Come in Russia, l’ottanta per cento degli ucraini è contrario alle relazioni tra persone dello stesso sesso e circa il 50% degli ucraini vorrebbe vietare ai gay stranieri l’ingresso nel paese. “La gente dice che siamo malati” racconta Oleg, che abita a Nicolaev, una città russofona nel sud del paese.
Oleg ci mostra le sue foto nello smartphone: Oleg in città, Oleg al mare, Oleg in slip, Oleg vestito da sposo. “Sì, sono sposato. Hai visto? Bella mia moglie, vero? È una cara amica, meglio così”.
Oleg incontra uomini su internet o su Vkontakte, una specie di Facebook russo, o nei locali gay, non per strada, ci mancherebbe, scherza il ragazzo. Un po’ come Igor, Oleg pensa che la priorità sia l’economia prima dell’integrazione nell’Unione Europea. Questo non gli impedisce ogni giorno di farsi strada tra le bandiere blu stellate che sventolano su piazza Maidan.

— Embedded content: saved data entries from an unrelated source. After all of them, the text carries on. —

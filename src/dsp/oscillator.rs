//! Phase-accumulator oscillator reading the shared wavetable bank.

use crate::config::SAMPLE_RATE;
use crate::dsp::wavetable::{self, WavetableBank};
use crate::patch::Waveform;

/// A single wavetable oscillator. Holds only the phase accumulator — the
/// wavetables themselves live in the process-lifetime `WavetableBank`.
#[derive(Debug, Clone)]
pub struct Oscillator {
    phase: f64,
    sample_rate: f64,
}

impl Oscillator {
    pub fn new(sample_rate: u32) -> Self {
        Self {
            phase: 0.0,
            sample_rate: sample_rate as f64,
        }
    }

    /// Render `out.len()` samples at `base_freq` Hz, scaled to `[-level, +level]`.
    ///
    /// `pitch_mod`, if given, is a per-sample additive semitone offset:
    /// `freq_i = base_freq * 2^(pitch_mod[i] / 12)`.
    pub fn render(
        &mut self,
        bank: &WavetableBank,
        waveform: Waveform,
        base_freq: f64,
        level: f64,
        pitch_mod: Option<&[f64]>,
        out: &mut [f64],
    ) {
        if level <= 0.0 {
            out.fill(0.0);
            return;
        }

        for (i, sample) in out.iter_mut().enumerate() {
            let freq = match pitch_mod {
                Some(mod_buf) => base_freq * 2f64.powf(mod_buf[i] / 12.0),
                None => base_freq,
            };
            let inc = freq / self.sample_rate;
            *sample = bank.lookup(waveform, self.phase) * level;
            self.phase = (self.phase + inc).rem_euclid(1.0);
        }
    }

    /// Snap the phase accumulator back to zero (key-sync / legato-new-voice).
    pub fn reset_phase(&mut self) {
        self.phase = 0.0;
    }

    pub fn phase(&self) -> f64 {
        self.phase
    }
}

impl Default for Oscillator {
    fn default() -> Self {
        Self::new(SAMPLE_RATE)
    }
}

/// Convert octave/semitone/detune-cents params into a frequency multiplier.
pub fn tuning_ratio(octave: i32, semitone: i32, detune_cents: f64) -> f64 {
    2f64.powi(octave) * 2f64.powf(semitone as f64 / 12.0) * 2f64.powf(detune_cents / 1200.0)
}

#[cfg(test)]
mod tests {
    use super::*;

    #[test]
    fn phase_stays_in_unit_range() {
        let bank = wavetable::bank();
        let mut osc = Oscillator::new(SAMPLE_RATE);
        let mut buf = vec![0.0; 10_000];
        osc.render(bank, Waveform::Saw, 440.0, 1.0, None, &mut buf);
        assert!((0.0..1.0).contains(&osc.phase()));
    }

    #[test]
    fn zero_level_is_silent_and_does_not_advance_phase() {
        let bank = wavetable::bank();
        let mut osc = Oscillator::new(SAMPLE_RATE);
        let mut buf = vec![1.234; 128];
        osc.render(bank, Waveform::Sine, 440.0, 0.0, None, &mut buf);
        assert!(buf.iter().all(|&s| s == 0.0));
        assert_eq!(osc.phase(), 0.0);
    }

    #[test]
    fn reset_phase_returns_to_zero() {
        let bank = wavetable::bank();
        let mut osc = Oscillator::new(SAMPLE_RATE);
        let mut buf = vec![0.0; 1000];
        osc.render(bank, Waveform::Sine, 440.0, 1.0, None, &mut buf);
        assert!(osc.phase() > 0.0);
        osc.reset_phase();
        assert_eq!(osc.phase(), 0.0);
    }

    #[test]
    fn pitch_mod_shifts_frequency() {
        let bank = wavetable::bank();
        let mut osc_plain = Oscillator::new(SAMPLE_RATE);
        let mut osc_mod = Oscillator::new(SAMPLE_RATE);
        let mut plain = vec![0.0; 4096];
        let mut modded = vec![0.0; 4096];
        osc_plain.render(bank, Waveform::Sine, 440.0, 1.0, None, &mut plain);
        let mod_buf = vec![12.0; 4096]; // one octave up
        osc_mod.render(bank, Waveform::Sine, 440.0, 1.0, Some(&mod_buf), &mut modded);
        // The modulated oscillator should have completed roughly twice the
        // phase distance of the plain one.
        assert!(osc_mod.phase() != osc_plain.phase());
    }

    #[test]
    fn tuning_ratio_identity_at_zero() {
        assert!((tuning_ratio(0, 0, 0.0) - 1.0).abs() < 1e-12);
    }

    #[test]
    fn tuning_ratio_octave_doubles() {
        assert!((tuning_ratio(1, 0, 0.0) - 2.0).abs() < 1e-9);
    }
}
//! Leaf signal-processing components: the per-voice building blocks.
//!
//! These are the "hard part" named in spec.md §1 — everything above
//! `voice` composes these under a hard per-block deadline.

pub mod envelope;
pub mod filter;
pub mod glide;
pub mod lfo;
pub mod noise;
pub mod oscillator;
pub mod wavetable;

Al di là delle aspirazioni europee di molti ucraini, l’Europa è per loro infatti sinonimo e garanzia di democrazia e giustizia, ma è il basso livello di vita della gente che li preoccupa e che ha congelato il movimento di protesta.
Con stipendi modesti, che spesso non superano qualche centinaio di euro al mese, non vi sono per molte persone altre possibilità che condividere appartamenti con estranei e vivere in tanti amassati nella stessa stanza.
Olga lavora in un salone di bellezza, ha 30 anni e guadagna l’equivalente di 300 euro al mese. “Non ne posso più, non posso far nulla” dice la donna mentre guarda sospirando la decina di letti sovrapposti nella sua stanzetta.
“In questo appartamento vi sono inquilini di tutte le età, single o in coppia, siamo divisi in due stanzette, una per gli uomini una per le donne. L’ambiente però è simpatico e piacevole e le persone ci guardano stupite, alcune con simpatia ed altre con invidia”.
Verso la fine del nostro soggiorno ucraino, un ragazzo al Pomada ci ha frugato nelle tasche e ci ha trovato l’equivalente di un mese di stipendio. Colto con le mani nel sacco, ha paura. “Vi prego non chiamate la polizia”. In effetti è meglio non farlo. “La polizia odia i gay” ci spiega un’amica; “se vengono a sapere che è gay gli danno un sacco di botte”.
Poco dopo il nostro soggiorno nella capitale ucraina Dasha ci manda un articolo pubblicato nel giornale locale “Sconosciuti hanno distrutto un bar gay a Kiev.” All’alba, nella settimana in cui siam ripartiti uomini armati hanno fatto irruzione al Pomada e han distrutto il locale. Non ci sono vittime secondo l’articolo. E così il Pomada dopo un po di tempo ha riaperto.